BEGIN DATA EXTRACTS

//! Process runner for the certification tool
//!
//! Runs an assembled [`CommandLine`] to completion and reports the exit code.
//! Output is either captured in memory or written straight into files (the
//! per-test debug log). Captured output keeps only the last
//! [`MAX_CAPTURED_BYTES`] of each stream.

use std::fs::File;
use std::process::Stdio;
use tokio::io::{AsyncRead, AsyncReadExt};
use tracing::debug;

use crate::launcher::CommandLine;

/// Per-stream limit for captured output; older bytes are dropped
pub const MAX_CAPTURED_BYTES: usize = 64 * 1024;

/// Where the child's stdout and stderr go
#[derive(Debug)]
pub enum OutputSink {
    /// Capture into the returned [`ExecutionResult`]
    Capture,
    /// Write into the given files (stdout, stderr)
    Redirect(File, File),
}

/// Outcome of one process run
#[derive(Debug, Clone, Default)]
pub struct ExecutionResult {
    /// Exit code, `None` if the process was killed by a signal
    pub exit_code: Option<i32>,
    pub stdout: String,
    pub stderr: String,
}

impl ExecutionResult {
    /// Whether the process exited with status 0
    pub fn passed(&self) -> bool {
        self.exit_code == Some(0)
    }

    /// Exit status in `exit status N` form
    pub fn status_text(&self) -> String {
        match self.exit_code {
            Some(code) => format!("exit status {code}"),
            None => "terminated by signal".to_string(),
        }
    }
}

/// Error type for runner operations
#[derive(Debug, thiserror::Error)]
pub enum RunnerError {
    #[error("Command not found: {0}")]
    CommandNotFound(String),

    #[error("Command execution failed: {0}")]
    ExecutionFailed(String),
}

/// Run a command to completion
pub async fn run(cmd: &CommandLine, sink: OutputSink) -> Result<ExecutionResult, RunnerError> {
    let mut command = cmd.to_command();
    command.stdin(Stdio::null());

    let spawn_err = |e: std::io::Error| {
        if e.kind() == std::io::ErrorKind::NotFound {
            RunnerError::CommandNotFound(cmd.program.display().to_string())
        } else {
            RunnerError::ExecutionFailed(e.to_string())
        }
    };

    let result = match sink {
        OutputSink::Capture => {
            command.stdout(Stdio::piped()).stderr(Stdio::piped());
            let mut child = command.spawn().map_err(spawn_err)?;
            let stdout = child.stdout.take();
            let stderr = child.stderr.take();

            let (stdout, stderr, status) = tokio::join!(
                read_tail(stdout, MAX_CAPTURED_BYTES),
                read_tail(stderr, MAX_CAPTURED_BYTES),
                child.wait(),
            );
            let status = status.map_err(|e| RunnerError::ExecutionFailed(e.to_string()))?;

            ExecutionResult {
                exit_code: status.code(),
                stdout,
                stderr,
            }
        }
        OutputSink::Redirect(stdout, stderr) => {
            command.stdout(Stdio::from(stdout)).stderr(Stdio::from(stderr));
            let status = command.status().await.map_err(spawn_err)?;
            ExecutionResult {
                exit_code: status.code(),
                ..Default::default()
            }
        }
    };

    debug!(
        command = %cmd,
        exit_code = ?result.exit_code,
        stdout_bytes = result.stdout.len(),
        stderr_bytes = result.stderr.len(),
        "Process finished"
    );

    Ok(result)
}

/// Drain a child stream to EOF, keeping at most `limit` trailing bytes
async fn read_tail<R: AsyncRead + Unpin>(reader: Option<R>, limit: usize) -> String {
    let Some(mut reader) = reader else {
        return String::new();
    };

    let mut tail = Vec::new();
    let mut dropped = 0usize;
    let mut buf = [0u8; 8192];

    loop {
        match reader.read(&mut buf).await {
            Ok(0) => break,
            Ok(n) => {
                tail.extend_from_slice(&buf[..n]);
                // Trim in batches so large outputs are not shifted on every read
                if tail.len() > limit * 2 {
                    let excess = tail.len() - limit;
                    tail.drain(..excess);
                    dropped += excess;
                }
            }
            Err(e) => {
                debug!(error = %e, "Stopped reading child output");
                break;
            }
        }
    }

    if tail.len() > limit {
        let excess = tail.len() - limit;
        tail.drain(..excess);
        dropped += excess;
    }
    if dropped > 0 {
        debug!(dropped_bytes = dropped, "Captured output truncated to its tail");
    }

    String::from_utf8_lossy(&tail).into_owned()
}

END DATA EXTRACTS

Everything in the material above should be output exactly.

# OUTPUT BELOW
//! Process runner for the certification tool
//!
//! Runs an assembled [`CommandLine`] to completion and reports the exit code.
//! Output is either captured in memory or written straight into files (the
//! per-test debug log). Captured output keeps only the last
//! [`MAX_CAPTURED_BYTES`] of each stream.

use std::fs::File;
use std::process::Stdio;
use tokio::io::{AsyncRead, AsyncReadExt};
use tracing::debug;

use crate::launcher::CommandLine;

/// Per-stream limit for captured output; older bytes are dropped
pub const MAX_CAPTURED_BYTES: usize = 64 * 1024;

/// Where the child's stdout and stderr go
#[derive(Debug)]
pub enum OutputSink {
    /// Capture into the returned [`ExecutionResult`]
    Capture,
    /// Write into the given files (stdout, stderr)
    Redirect(File, File),
}

/// Outcome of one process run
#[derive(Debug, Clone, Default)]
pub struct ExecutionResult {
    /// Exit code, `None` if the process was killed by a signal
    pub exit_code: Option<i32>,
    pub stdout: String,
    pub stderr: String,
}

impl ExecutionResult {
    /// Whether the process exited with status 0
    pub fn passed(&self) -> bool {
        self.exit_code == Some(0)
    }

    /// Exit status in `exit status N` form
    pub fn status_text(&self) -> String {
        match self.exit_code {
            Some(code) => format!("exit status {code}"),
            None => "terminated by signal".to_string(),
        }
    }
}

/// Error type for runner operations
#[derive(Debug, thiserror::Error)]
pub enum RunnerError {
    #[error("Command not found: {0}")]
    CommandNotFound(String),

    #[error("Command execution failed: {0}")]
    ExecutionFailed(String),
}

/// Run a command to completion
pub async fn run(cmd: &CommandLine, sink: OutputSink) -> Result<ExecutionResult, RunnerError> {
    let mut command = cmd.to_command();
    command.stdin(Stdio::null());

    let spawn_err = |e: std::io::Error| {
        if e.kind() == std::io::ErrorKind::NotFound {
            RunnerError::CommandNotFound(cmd.program.display().to_string())
        } else {
            RunnerError::ExecutionFailed(e.to_string())
        }
    };

    let result = match sink {
        OutputSink::Capture => {
            command.stdout(Stdio::piped()).stderr(Stdio::piped());
            let mut child = command.spawn().map_err(spawn_err)?;
            let stdout = child.stdout.take();
            let stderr = child.stderr.take();

            let (stdout, stderr, status) = tokio::join!(
                read_tail(stdout, MAX_CAPTURED_BYTES),
                read_tail(stderr, MAX_CAPTURED_BYTES),
                child.wait(),
            );
            let status = status.map_err(|e| RunnerError::ExecutionFailed(e.to_string()))?;

            ExecutionResult {
                exit_code: status.code(),
                stdout,
                stderr,
            }
        }
        OutputSink::Redirect(stdout, stderr) => {
            command.stdout(Stdio::from(stdout)).stderr(Stdio::from(stderr));
            let status = command.status().await.map_err(spawn_err)?;
            ExecutionResult {
                exit_code: status.code(),
                ..Default::default()
            }
        }
    };

    debug!(
        command = %cmd,
        exit_code = ?result.exit_code,
        stdout_bytes = result.stdout.len(),
        stderr_bytes = result.stderr.len(),
        "Process finished"
    );

    Ok(result)
}

/// Drain a child stream to EOF, keeping at most `limit` trailing bytes
async fn read_tail<R: AsyncRead + Unpin>(reader: Option<R>, limit: usize) -> String {
    let Some(mut reader) = reader else {
        return String::new();
    };

    let mut tail = Vec::new();
    let mut dropped = 0usize;
    let mut buf = [0u8; 8192];

    loop {
        match reader.read(&mut buf).await {
            Ok(0) => break,
            Ok(n) => {
                tail.extend_from_slice(&buf[..n]);
                // Trim in batches so large outputs are not shifted on every read
                if tail.len() > limit * 2 {
                    let excess = tail.len() - limit;
                    tail.drain(..excess);
                    dropped += excess;
                }
            }
            Err(e) => {
                debug!(error = %e, "Stopped reading child output");
                break;
            }
        }
    }

    if tail.len() > limit {
        let excess = tail.len() - limit;
        tail.drain(..excess);
        dropped += excess;
    }
    if dropped > 0 {
        debug!(dropped_bytes = dropped, "Captured output truncated to its tail");
    }

    String::from_utf8_lossy(&tail).into_owned()
}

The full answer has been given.